» **WHAT YOU WILL DO**
Review the material line by line. Identify and copy every line that contains the string "EmbassyClock".

════════════════

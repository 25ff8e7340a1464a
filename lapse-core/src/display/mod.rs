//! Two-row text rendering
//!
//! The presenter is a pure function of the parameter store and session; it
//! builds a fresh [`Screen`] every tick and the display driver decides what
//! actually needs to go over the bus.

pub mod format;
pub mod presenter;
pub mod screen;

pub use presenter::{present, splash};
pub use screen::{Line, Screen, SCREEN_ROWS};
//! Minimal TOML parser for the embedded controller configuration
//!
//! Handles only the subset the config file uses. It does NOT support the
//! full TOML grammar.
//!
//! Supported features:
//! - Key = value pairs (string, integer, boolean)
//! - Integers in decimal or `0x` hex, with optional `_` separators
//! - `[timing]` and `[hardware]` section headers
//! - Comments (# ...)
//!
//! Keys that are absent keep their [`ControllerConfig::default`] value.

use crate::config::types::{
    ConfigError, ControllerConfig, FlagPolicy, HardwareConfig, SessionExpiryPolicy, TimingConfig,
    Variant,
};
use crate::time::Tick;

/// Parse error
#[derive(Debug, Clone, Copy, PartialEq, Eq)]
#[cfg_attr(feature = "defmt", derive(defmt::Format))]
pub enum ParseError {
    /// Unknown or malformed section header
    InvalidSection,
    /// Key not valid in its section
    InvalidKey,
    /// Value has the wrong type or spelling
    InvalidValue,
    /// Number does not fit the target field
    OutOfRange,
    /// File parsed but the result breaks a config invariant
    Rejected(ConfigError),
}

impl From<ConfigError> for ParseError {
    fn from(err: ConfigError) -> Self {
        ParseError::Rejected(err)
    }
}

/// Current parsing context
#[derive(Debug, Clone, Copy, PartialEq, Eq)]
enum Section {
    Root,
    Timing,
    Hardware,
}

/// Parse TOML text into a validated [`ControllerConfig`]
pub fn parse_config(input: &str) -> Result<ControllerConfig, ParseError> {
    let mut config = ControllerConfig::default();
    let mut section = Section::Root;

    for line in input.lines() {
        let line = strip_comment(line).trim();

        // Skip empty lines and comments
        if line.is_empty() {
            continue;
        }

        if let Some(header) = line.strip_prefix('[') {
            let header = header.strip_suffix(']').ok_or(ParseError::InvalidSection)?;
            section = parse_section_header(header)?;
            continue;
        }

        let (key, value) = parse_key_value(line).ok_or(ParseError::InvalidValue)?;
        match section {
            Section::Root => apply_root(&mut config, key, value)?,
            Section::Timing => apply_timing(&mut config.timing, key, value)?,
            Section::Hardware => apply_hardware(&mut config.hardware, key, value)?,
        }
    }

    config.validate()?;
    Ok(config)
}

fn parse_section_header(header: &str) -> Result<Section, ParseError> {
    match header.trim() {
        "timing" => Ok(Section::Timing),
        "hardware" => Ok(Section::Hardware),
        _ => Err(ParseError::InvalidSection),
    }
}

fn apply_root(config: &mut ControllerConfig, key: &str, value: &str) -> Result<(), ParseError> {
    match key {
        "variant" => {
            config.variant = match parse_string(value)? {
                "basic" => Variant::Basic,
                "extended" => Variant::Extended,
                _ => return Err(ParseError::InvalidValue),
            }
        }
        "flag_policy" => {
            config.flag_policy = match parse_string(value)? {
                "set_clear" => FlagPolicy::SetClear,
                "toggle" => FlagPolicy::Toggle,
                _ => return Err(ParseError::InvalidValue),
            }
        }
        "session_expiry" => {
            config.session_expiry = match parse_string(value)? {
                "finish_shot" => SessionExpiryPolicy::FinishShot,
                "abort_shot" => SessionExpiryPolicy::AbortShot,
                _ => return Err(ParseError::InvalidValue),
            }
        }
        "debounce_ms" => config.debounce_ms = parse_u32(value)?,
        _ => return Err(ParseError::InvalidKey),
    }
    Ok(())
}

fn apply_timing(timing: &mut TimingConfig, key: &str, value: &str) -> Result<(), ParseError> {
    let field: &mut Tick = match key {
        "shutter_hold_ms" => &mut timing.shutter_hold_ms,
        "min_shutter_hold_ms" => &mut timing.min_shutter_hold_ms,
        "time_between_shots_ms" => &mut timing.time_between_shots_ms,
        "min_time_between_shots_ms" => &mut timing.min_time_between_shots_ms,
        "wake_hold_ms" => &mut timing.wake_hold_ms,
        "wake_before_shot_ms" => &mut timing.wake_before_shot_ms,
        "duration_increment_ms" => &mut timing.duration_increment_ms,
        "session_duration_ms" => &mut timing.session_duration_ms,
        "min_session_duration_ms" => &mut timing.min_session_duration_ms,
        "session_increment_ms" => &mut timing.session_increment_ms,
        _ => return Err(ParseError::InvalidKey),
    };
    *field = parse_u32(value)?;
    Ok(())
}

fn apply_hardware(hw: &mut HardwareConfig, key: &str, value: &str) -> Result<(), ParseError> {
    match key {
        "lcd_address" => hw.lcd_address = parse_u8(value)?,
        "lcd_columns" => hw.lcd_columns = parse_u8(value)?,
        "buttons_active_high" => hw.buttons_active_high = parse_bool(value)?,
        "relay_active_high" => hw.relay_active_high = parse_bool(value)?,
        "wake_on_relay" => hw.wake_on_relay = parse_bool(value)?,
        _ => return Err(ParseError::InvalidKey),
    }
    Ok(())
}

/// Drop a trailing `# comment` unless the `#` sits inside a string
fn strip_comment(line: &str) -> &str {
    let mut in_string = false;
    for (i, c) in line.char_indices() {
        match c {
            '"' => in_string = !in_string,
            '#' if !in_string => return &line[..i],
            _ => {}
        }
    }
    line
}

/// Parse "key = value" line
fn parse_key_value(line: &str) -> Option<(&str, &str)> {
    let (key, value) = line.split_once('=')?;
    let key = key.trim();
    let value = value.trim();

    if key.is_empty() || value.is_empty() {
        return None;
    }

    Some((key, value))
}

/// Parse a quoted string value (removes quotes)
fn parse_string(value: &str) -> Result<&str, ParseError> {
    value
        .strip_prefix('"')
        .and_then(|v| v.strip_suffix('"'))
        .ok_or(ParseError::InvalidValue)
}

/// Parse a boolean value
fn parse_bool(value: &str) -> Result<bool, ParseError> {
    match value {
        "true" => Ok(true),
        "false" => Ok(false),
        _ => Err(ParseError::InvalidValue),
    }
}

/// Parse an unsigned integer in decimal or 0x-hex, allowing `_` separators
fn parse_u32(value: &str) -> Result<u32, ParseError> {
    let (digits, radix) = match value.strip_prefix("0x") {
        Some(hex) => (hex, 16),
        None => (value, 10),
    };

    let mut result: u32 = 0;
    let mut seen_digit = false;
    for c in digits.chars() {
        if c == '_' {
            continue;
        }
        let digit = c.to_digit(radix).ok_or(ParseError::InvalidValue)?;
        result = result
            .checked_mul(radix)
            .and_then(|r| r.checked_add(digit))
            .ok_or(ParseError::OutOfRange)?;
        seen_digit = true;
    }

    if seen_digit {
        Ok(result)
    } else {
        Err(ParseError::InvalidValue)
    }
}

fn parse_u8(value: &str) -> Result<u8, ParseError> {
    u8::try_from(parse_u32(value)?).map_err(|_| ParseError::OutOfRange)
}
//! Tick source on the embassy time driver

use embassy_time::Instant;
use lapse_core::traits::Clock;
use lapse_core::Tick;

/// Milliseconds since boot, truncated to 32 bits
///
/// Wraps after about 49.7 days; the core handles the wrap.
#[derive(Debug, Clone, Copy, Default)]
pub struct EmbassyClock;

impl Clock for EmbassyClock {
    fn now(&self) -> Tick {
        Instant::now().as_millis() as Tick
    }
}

════════════════

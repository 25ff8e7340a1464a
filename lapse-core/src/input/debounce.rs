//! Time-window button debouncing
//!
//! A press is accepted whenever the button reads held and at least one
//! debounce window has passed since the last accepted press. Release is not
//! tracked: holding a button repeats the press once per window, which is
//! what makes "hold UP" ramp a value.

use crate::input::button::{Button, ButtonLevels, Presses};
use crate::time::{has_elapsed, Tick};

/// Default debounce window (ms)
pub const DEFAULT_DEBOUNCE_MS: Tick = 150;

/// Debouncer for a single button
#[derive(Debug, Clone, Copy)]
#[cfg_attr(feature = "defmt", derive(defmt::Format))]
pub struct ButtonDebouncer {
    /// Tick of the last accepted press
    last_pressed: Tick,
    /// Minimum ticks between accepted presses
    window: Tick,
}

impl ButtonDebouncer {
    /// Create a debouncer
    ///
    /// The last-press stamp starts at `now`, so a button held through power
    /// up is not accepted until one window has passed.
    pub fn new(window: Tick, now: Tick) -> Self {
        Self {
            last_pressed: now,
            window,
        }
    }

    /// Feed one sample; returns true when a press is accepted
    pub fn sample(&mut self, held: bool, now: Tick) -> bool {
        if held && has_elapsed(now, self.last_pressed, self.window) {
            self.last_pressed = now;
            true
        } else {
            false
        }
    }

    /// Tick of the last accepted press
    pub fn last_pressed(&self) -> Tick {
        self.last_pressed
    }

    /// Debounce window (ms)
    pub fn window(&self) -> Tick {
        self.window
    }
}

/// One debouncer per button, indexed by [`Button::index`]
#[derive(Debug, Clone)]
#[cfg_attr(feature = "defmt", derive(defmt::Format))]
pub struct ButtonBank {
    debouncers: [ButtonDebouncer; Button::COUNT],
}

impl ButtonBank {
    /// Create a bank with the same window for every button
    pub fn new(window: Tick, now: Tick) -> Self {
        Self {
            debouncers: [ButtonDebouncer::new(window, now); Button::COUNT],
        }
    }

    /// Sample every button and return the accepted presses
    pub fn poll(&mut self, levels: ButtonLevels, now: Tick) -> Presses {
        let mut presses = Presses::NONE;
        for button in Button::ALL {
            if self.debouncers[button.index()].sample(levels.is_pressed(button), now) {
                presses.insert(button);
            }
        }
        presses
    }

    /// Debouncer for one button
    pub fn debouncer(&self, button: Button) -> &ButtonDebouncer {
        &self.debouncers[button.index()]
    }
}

════════════════

» **EXERCISE RESPONSE**
pub struct EmbassyClock;
impl Clock for EmbassyClock {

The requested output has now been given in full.